Here is the task for the records below: repeat exactly the lines from the one with "over a holding" to the one with "and the schedule's", both included, and nothing else.

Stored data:
════════════════
use rust_decimal::Decimal;
use serde::{Deserialize, Serialize};
use std::time::Instant;

use crate::error::PropertyFinanceError;
use crate::types::{percent_to_rate, with_metadata, ComputationOutput, Money, Percent};
use crate::validation::{assert_non_negative, assert_positive, assert_years};
use crate::PropertyFinanceResult;

// ---------------------------------------------------------------------------
// Types
// ---------------------------------------------------------------------------

/// Input parameters for a buy-and-hold rental projection.
#[derive(Debug, Clone, Serialize, Deserialize)]
pub struct RoiInput {
    /// Purchase price / current market value
    pub property_value: Money,
    /// Gross annual rental income
    pub annual_rent: Money,
    /// Annual operating expenses; may exceed rent
    pub annual_expenses: Money,
    /// Annual appreciation as a percentage (7 = 7%)
    pub appreciation_rate_percent: Percent,
    /// Holding period in whole years
    pub investment_period_years: u32,
}

/// Position at the end of one holding year.
#[derive(Debug, Clone, PartialEq, Serialize, Deserialize)]
pub struct RoiYear {
    pub year: u32,
    /// Appreciated property value
    pub property_value: Money,
    /// Net rental income accrued since purchase (simple, not reinvested)
    pub cumulative_rental_income: Money,
    /// Value plus accrued income, less the original property value
    pub total_return: Money,
}

#[derive(Debug, Clone, Serialize, Deserialize)]
pub struct RoiResult {
    /// Net annual income / property value (percentage)
    pub cash_on_cash_percent: Percent,
    /// Appreciation-only return over the period (percentage)
    pub total_roi_percent: Percent,
    /// Property value at the end of the period, excluding rental income
    pub projected_value: Money,
    /// Rent less expenses
    pub net_annual_income: Money,
    /// Net income over the whole period
    pub cumulative_rental_income: Money,
    /// One row per year, 1..=investment_period_years
    pub schedule: Vec<RoiYear>,
}

// ---------------------------------------------------------------------------
// Public API
// ---------------------------------------------------------------------------

/// Project property value, accrued rental income and return over a holding
/// period.
///
/// `projected_value` and `total_roi_percent` cover appreciation only; rental
/// income is reported through `cash_on_cash_percent` and the schedule's
/// `total_return` column.
pub fn compute_roi(input: &RoiInput) -> PropertyFinanceResult<ComputationOutput<RoiResult>> {
    let start = Instant::now();
    let mut warnings: Vec<String> = Vec::new();

    validate_input(input)?;

    let net_annual_income = input.annual_rent - input.annual_expenses;
    let cash_on_cash_percent = percent_of(net_annual_income, input.property_value)
        .ok_or_else(|| out_of_range("property_value"))?;

    if net_annual_income < Decimal::ZERO {
        warnings.push(format!(
            "Annual expenses exceed rent; net annual income is {net_annual_income}"
        ));
    }

    let growth = Decimal::ONE + percent_to_rate(input.appreciation_rate_percent);
    let mut future_value = input.property_value;
    let mut cumulative_rental_income = Decimal::ZERO;
    let mut schedule = Vec::with_capacity(input.investment_period_years as usize);

    for year in 1..=input.investment_period_years {
        future_value = future_value
            .checked_mul(growth)
            .ok_or_else(|| out_of_range("appreciation_rate_percent"))?;
        cumulative_rental_income = net_annual_income
            .checked_mul(Decimal::from(year))
            .ok_or_else(|| out_of_range("annual_rent"))?;
        let total_return = future_value
            .checked_add(cumulative_rental_income)
            .and_then(|v| v.checked_sub(input.property_value))
            .ok_or_else(|| out_of_range("annual_rent"))?;

        let row = RoiYear {
            year,
            property_value: future_value,
            cumulative_rental_income,
            total_return,
        };
        log::trace!("roi year {}: value {}", row.year, row.property_value);
        schedule.push(row);
    }

    let projected_value = future_value;
    let appreciation = projected_value - input.property_value;
    let total_roi_percent = percent_of(appreciation, input.property_value)
        .ok_or_else(|| out_of_range("property_value"))?;

    let elapsed = start.elapsed().as_micros() as u64;
    log::debug!("roi: {} schedule rows, {}us", schedule.len(), elapsed);

    let output = RoiResult {
        cash_on_cash_percent,
        total_roi_percent,
        projected_value,
        net_annual_income,
        cumulative_rental_income,
        schedule,
    };

    Ok(with_metadata(
        "Rental Property ROI Projection (Compound Appreciation, Simple Rental Accrual)",
        input,
        warnings,
        elapsed,
        output,
    ))
}

// ---------------------------------------------------------------------------
// Validation
// ---------------------------------------------------------------------------

fn validate_input(input: &RoiInput) -> PropertyFinanceResult<()> {
    assert_positive(input.property_value, "property_value")?;
    assert_non_negative(input.annual_rent, "annual_rent")?;
    assert_non_negative(input.annual_expenses, "annual_expenses")?;
    assert_non_negative(input.appreciation_rate_percent, "appreciation_rate_percent")?;
    assert_years(input.investment_period_years, "investment_period_years")?;
    Ok(())
}

fn out_of_range(field: &str) -> PropertyFinanceError {
    PropertyFinanceError::validation(field, "projection exceeds the representable range")
}

/// `part / whole * 100`, or `None` if the ratio leaves the decimal range.
fn percent_of(part: Money, whole: Money) -> Option<Percent> {
    part.checked_div(whole)?.checked_mul(Decimal::ONE_HUNDRED)
}

// ---------------------------------------------------------------------------
// Tests
// ---------------------------------------------------------------------------

#[cfg(test)]
mod tests {
    use super::*;
    use crate::time_value::compound_factor;
    use rust_decimal_macros::dec;

    fn sample_input() -> RoiInput {
        RoiInput {
            property_value: dec!(40000000),
            annual_rent: dec!(2400000),
            annual_expenses: dec!(600000),
            appreciation_rate_percent: dec!(7),
            investment_period_years: 10,
        }
    }

    #[test]
    fn test_reference_projection() {
        let r = compute_roi(&sample_input()).unwrap().result;

        assert_eq!(r.cash_on_cash_percent, dec!(4.5));
        assert_eq!(r.net_annual_income, dec!(1800000));
        assert_eq!(r.schedule.len(), 10);
        assert!(
            (r.projected_value - dec!(78686054.29)).abs() < dec!(0.01),
            "projected value {}",
            r.projected_value
        );
        assert!(
            (r.total_roi_percent - dec!(96.715)).abs() < dec!(0.001),
            "total ROI {}",
            r.total_roi_percent
        );
        assert_eq!(r.cumulative_rental_income, dec!(18000000));
    }

    #[test]
    fn test_schedule_matches_closed_form_growth() {
        let r = compute_roi(&sample_input()).unwrap().result;
        for row in &r.schedule {
            let expected = dec!(40000000) * compound_factor(dec!(0.07), row.year).unwrap();
            assert_eq!(row.property_value, expected);
        }
        assert_eq!(r.schedule[9].property_value, r.projected_value);
    }

    #[test]
    fn test_total_return_is_over_original_value() {
        let r = compute_roi(&sample_input()).unwrap().result;
        let year3 = &r.schedule[2];
        assert_eq!(year3.year, 3);
        assert_eq!(year3.cumulative_rental_income, dec!(5400000));
        assert_eq!(
            year3.total_return,
            year3.property_value + dec!(5400000) - dec!(40000000)
        );
    }

    #[test]
    fn test_projected_value_excludes_rent() {
        let r = compute_roi(&sample_input()).unwrap().result;
        let last = r.schedule.last().unwrap();
        assert_eq!(r.projected_value, last.property_value);
        assert_eq!(
            last.total_return,
            r.projected_value - dec!(40000000) + r.cumulative_rental_income
        );
    }

    #[test]
    fn test_zero_appreciation_is_flat() {
        let input = RoiInput {
            appreciation_rate_percent: Decimal::ZERO,
            ..sample_input()
        };
        let r = compute_roi(&input).unwrap().result;
        assert_eq!(r.projected_value, dec!(40000000));
        assert!(r.total_roi_percent.is_zero());
        for row in &r.schedule {
            assert_eq!(row.property_value, dec!(40000000));
            assert_eq!(row.total_return, row.cumulative_rental_income);
        }
    }

    #[test]
    fn test_expenses_above_rent_is_negative_not_error() {
        let input = RoiInput {
            annual_rent: dec!(500000),
            annual_expenses: dec!(900000),
            ..sample_input()
        };
        let out = compute_roi(&input).unwrap();
        assert_eq!(out.result.cash_on_cash_percent, dec!(-1));
        assert_eq!(out.result.schedule[0].cumulative_rental_income, dec!(-400000));
        assert!(out.warnings.iter().any(|w| w.contains("exceed rent")));
    }

    #[test]
    fn test_zero_rent_and_expenses() {
        let input = RoiInput {
            annual_rent: Decimal::ZERO,
            annual_expenses: Decimal::ZERO,
            ..sample_input()
        };
        let out = compute_roi(&input).unwrap();
        assert!(out.result.cash_on_cash_percent.is_zero());
        assert!(out.warnings.is_empty());
    }

    #[test]
    fn test_single_year() {
        let input = RoiInput {
            investment_period_years: 1,
            ..sample_input()
        };
        let r = compute_roi(&input).unwrap().result;
        assert_eq!(r.schedule.len(), 1);
        assert_eq!(r.projected_value, dec!(42800000));
        assert_eq!(r.total_roi_percent, dec!(7));
    }

    #[test]
    fn test_zero_property_value_error() {
        let input = RoiInput {
            property_value: Decimal::ZERO,
            annual_rent: dec!(1000),
            annual_expenses: dec!(500),
            appreciation_rate_percent: dec!(5),
            investment_period_years: 10,
        };
        let err = compute_roi(&input).unwrap_err();
        assert_eq!(err.field(), Some("property_value"));
    }

    #[test]
    fn test_negative_fields_rejected() {
        let cases = [
            (
                RoiInput { annual_rent: dec!(-1), ..sample_input() },
                "annual_rent",
            ),
            (
                RoiInput { annual_expenses: dec!(-1), ..sample_input() },
                "annual_expenses",
            ),
            (
                RoiInput { appreciation_rate_percent: dec!(-2), ..sample_input() },
                "appreciation_rate_percent",
            ),
            (
                RoiInput { investment_period_years: 0, ..sample_input() },
                "investment_period_years",
            ),
        ];
        for (input, field) in cases {
            let err = compute_roi(&input).unwrap_err();
            assert_eq!(err.field(), Some(field));
        }
    }
}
════════════════
_COMPLETED EXERCISE_:
/// Project property value, accrued rental income and return over a holding
/// period.
///
/// `projected_value` and `total_roi_percent` cover appreciation only; rental
/// income is reported through `cash_on_cash_percent` and the schedule's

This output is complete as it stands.